5x5 for Strength - 1 Arm Push Up, Pistol Squats, Muscle Ups

Got a reminder about set & rep ranges. Need to focus on 5x5 since I want to build strength. This means doing the harder versions of the exercises so that I max out at 5 reps.

I also have to remember that I am doing progressions toward 1 Arm Push Ups, Pistol Squats and Muscle Ups but I need to name the exercises that so I don't forget what I am working toward. There is a difference between doing push ups and working toward a 1 arm push up. It is slight but significant. Naming the exercises properly is part of keeping my head straight.


  • Run: 2.23 miles
  • Run Time: 20:08
  • Pace: 9:02


  • 1 Arm Push Ups - With 1 arm on the elevated feet push up bar.
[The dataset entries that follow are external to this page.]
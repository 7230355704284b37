//! Brute-force descriptor matching.
//!
//! Every query descriptor is compared against every train descriptor by
//! Hamming distance. [`BruteForceMatcher::match_descriptors`] keeps a query's
//! nearest neighbour only when it is clearly better than the second nearest
//! (Lowe's ratio test).

pub mod error;
pub mod matcher;

pub use error::{MatchError, MatchResult};
pub use matcher::{match_descriptors, BruteForceMatcher};

#[cfg(feature = "serde")]
use serde::{Deserialize, Serialize};

/// Matcher configuration
#[derive(Debug, Clone, Copy, PartialEq)]
#[cfg_attr(feature = "serde", derive(Serialize, Deserialize))]
#[cfg_attr(feature = "serde", serde(default))]
pub struct MatcherConfig {
    /// Nearest neighbour accepted only if `best < ratio * second`
    pub ratio: f32,
    /// Also require the query to be the nearest neighbour of its train descriptor
    pub cross_check: bool,
}

impl Default for MatcherConfig {
    fn default() -> Self {
        Self {
            ratio: 0.75,
            cross_check: false,
        }
    }
}

impl MatcherConfig {
    pub fn validate(&self) -> MatchResult<()> {
        if !self.ratio.is_finite() || self.ratio <= 0.0 || self.ratio > 1.0 {
            return Err(MatchError::InvalidRatio(self.ratio));
        }
        Ok(())
    }
}

#[cfg(test)]
mod tests {
    use super::*;

    #[test]
    fn default_config_is_valid() {
        let cfg = MatcherConfig::default();
        assert_eq!(cfg.ratio, 0.75);
        assert!(!cfg.cross_check);
        assert!(cfg.validate().is_ok());
    }

    #[test]
    fn ratio_must_be_in_unit_interval() {
        for ratio in [0.0, -0.5, 1.5, f32::NAN] {
            let cfg = MatcherConfig {
                ratio,
                ..MatcherConfig::default()
            };
            assert!(matches!(cfg.validate(), Err(MatchError::InvalidRatio(_))));
        }
        let one = MatcherConfig {
            ratio: 1.0,
            ..MatcherConfig::default()
        };
        assert!(one.validate().is_ok());
    }
}
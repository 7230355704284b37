//! Rotated BRIEF descriptors.
//!
//! A descriptor is 256 intensity comparisons between point pairs drawn once
//! from a fixed-seed generator inside the keypoint's patch disc. The pairs
//! are rotated by the keypoint orientation and sampled bilinearly on a
//! smoothed copy of the level image.

use image::GrayImage;
use imageproc::filter::gaussian_blur_f32;
use locate_core::{Descriptor, Keypoint};
use log::trace;
use rand::rngs::StdRng;
use rand::{Rng, SeedableRng};
use rayon::prelude::*;

const DESCRIPTOR_SIZE: usize = 32;

/// Number of point-pair comparisons, one bit each
pub const DESCRIPTOR_BITS: usize = DESCRIPTOR_SIZE * 8;

/// Seed of the sampling pattern; changing it invalidates stored descriptors
const PATTERN_SEED: u64 = 0x0b1e_f5ee_d000_0256;

/// One comparison: offsets (dx1, dy1) and (dx2, dy2) relative to the keypoint
type PointPair = (i32, i32, i32, i32);

#[derive(Debug, Clone)]
pub struct BriefGenerator {
    pairs: Vec<PointPair>,
    blur_sigma: f32,
}

impl BriefGenerator {
    /// Build the sampling pattern for `patch_size` patches.
    ///
    /// Every offset lies within a disc of radius `patch_size / 2`, so the
    /// pattern stays inside the patch at any rotation.
    pub fn new(patch_size: usize, blur_sigma: f32) -> Self {
        Self {
            pairs: Self::sampling_pattern(patch_size),
            blur_sigma,
        }
    }

    fn sampling_pattern(patch_size: usize) -> Vec<PointPair> {
        let half = (patch_size / 2).max(1) as i32;
        let radius_sq = half * half;
        let mut rng = StdRng::seed_from_u64(PATTERN_SEED);
        let mut point = move || loop {
            let dx = rng.gen_range(-half..=half);
            let dy = rng.gen_range(-half..=half);
            if dx * dx + dy * dy <= radius_sq {
                return (dx, dy);
            }
        };

        let mut pairs = Vec::with_capacity(DESCRIPTOR_BITS);
        while pairs.len() < DESCRIPTOR_BITS {
            let (dx1, dy1) = point();
            let (dx2, dy2) = point();
            if (dx1, dy1) != (dx2, dy2) {
                pairs.push((dx1, dy1, dx2, dy2));
            }
        }
        pairs
    }

    pub fn pairs(&self) -> &[PointPair] {
        &self.pairs
    }

    /// Smoothed copy of a level image, or a plain copy when smoothing is off
    pub fn smooth(&self, img: &GrayImage) -> GrayImage {
        if self.blur_sigma > 0.0 && img.width() > 0 && img.height() > 0 {
            gaussian_blur_f32(img, self.blur_sigma)
        } else {
            img.clone()
        }
    }

    /// Describe keypoints given in the coordinates of `img`.
    ///
    /// `img` is expected to be already smoothed (see [`Self::smooth`]); the
    /// output is index-aligned with `kps`.
    pub fn generate_descriptors(&self, img: &GrayImage, kps: &[Keypoint]) -> Vec<Descriptor> {
        trace!(
            "BRIEF: describing {} keypoints on a {}x{} image",
            kps.len(),
            img.width(),
            img.height()
        );
        kps.par_iter().map(|kp| self.describe(img, kp)).collect()
    }

    fn describe(&self, img: &GrayImage, kp: &Keypoint) -> Descriptor {
        let (s, c) = kp.angle.sin_cos();
        let (cx, cy) = (kp.x, kp.y);
        let rotate = |dx: i32, dy: i32| {
            let (dx, dy) = (dx as f32, dy as f32);
            (cx + c * dx - s * dy, cy + s * dx + c * dy)
        };

        let mut d = [0u8; DESCRIPTOR_SIZE];
        for (i, &(dx1, dy1, dx2, dy2)) in self.pairs.iter().enumerate() {
            let (x1, y1) = rotate(dx1, dy1);
            let (x2, y2) = rotate(dx2, dy2);
            let bit = (bilinear_sample(img, x1, y1) < bilinear_sample(img, x2, y2)) as u8;
            d[i / 8] |= bit << (i % 8);
        }
        d
    }
}

/// Bilinear interpolation for subpixel sampling, clamped at the image edge
fn bilinear_sample(img: &GrayImage, x: f32, y: f32) -> f32 {
    let w = img.width() as usize;
    let h = img.height() as usize;
    let data = img.as_raw();

    let x0 = x.floor();
    let y0 = y.floor();
    if x0 < 0.0 || y0 < 0.0 || x0 + 1.0 >= w as f32 || y0 + 1.0 >= h as f32 {
        let cx = x.round().clamp(0.0, (w - 1) as f32) as usize;
        let cy = y.round().clamp(0.0, (h - 1) as f32) as usize;
        return data[cy * w + cx] as f32;
    }

    let dx = x - x0;
    let dy = y - y0;
    let (x0, y0) = (x0 as usize, y0 as usize);

    let p00 = data[y0 * w + x0] as f32;
    let p10 = data[y0 * w + x0 + 1] as f32;
    let p01 = data[(y0 + 1) * w + x0] as f32;
    let p11 = data[(y0 + 1) * w + x0 + 1] as f32;

    let top = p00 * (1.0 - dx) + p10 * dx;
    let bottom = p01 * (1.0 - dx) + p11 * dx;
    top * (1.0 - dy) + bottom * dy
}

/// Number of differing bits between two descriptors
pub fn hamming_distance(a: &Descriptor, b: &Descriptor) -> u32 {
    a.iter().zip(b).map(|(x, y)| (x ^ y).count_ones()).sum()
}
Need to keep my elbow closer to my body when I work the left side
  • Australian Push Ups - Need to continue to work on these and get body up & closer to bar


  • Pistol Squats - working off of the bleachers and going deep. Keeping the front half of my foot off the bench so that I am forced to work off of my heel.
  • Dips - in the 5 - 3 range but getting better ROM
  • Pull Ups - 3 per set with 1 set devoted to the top 1/3 where I am weakest.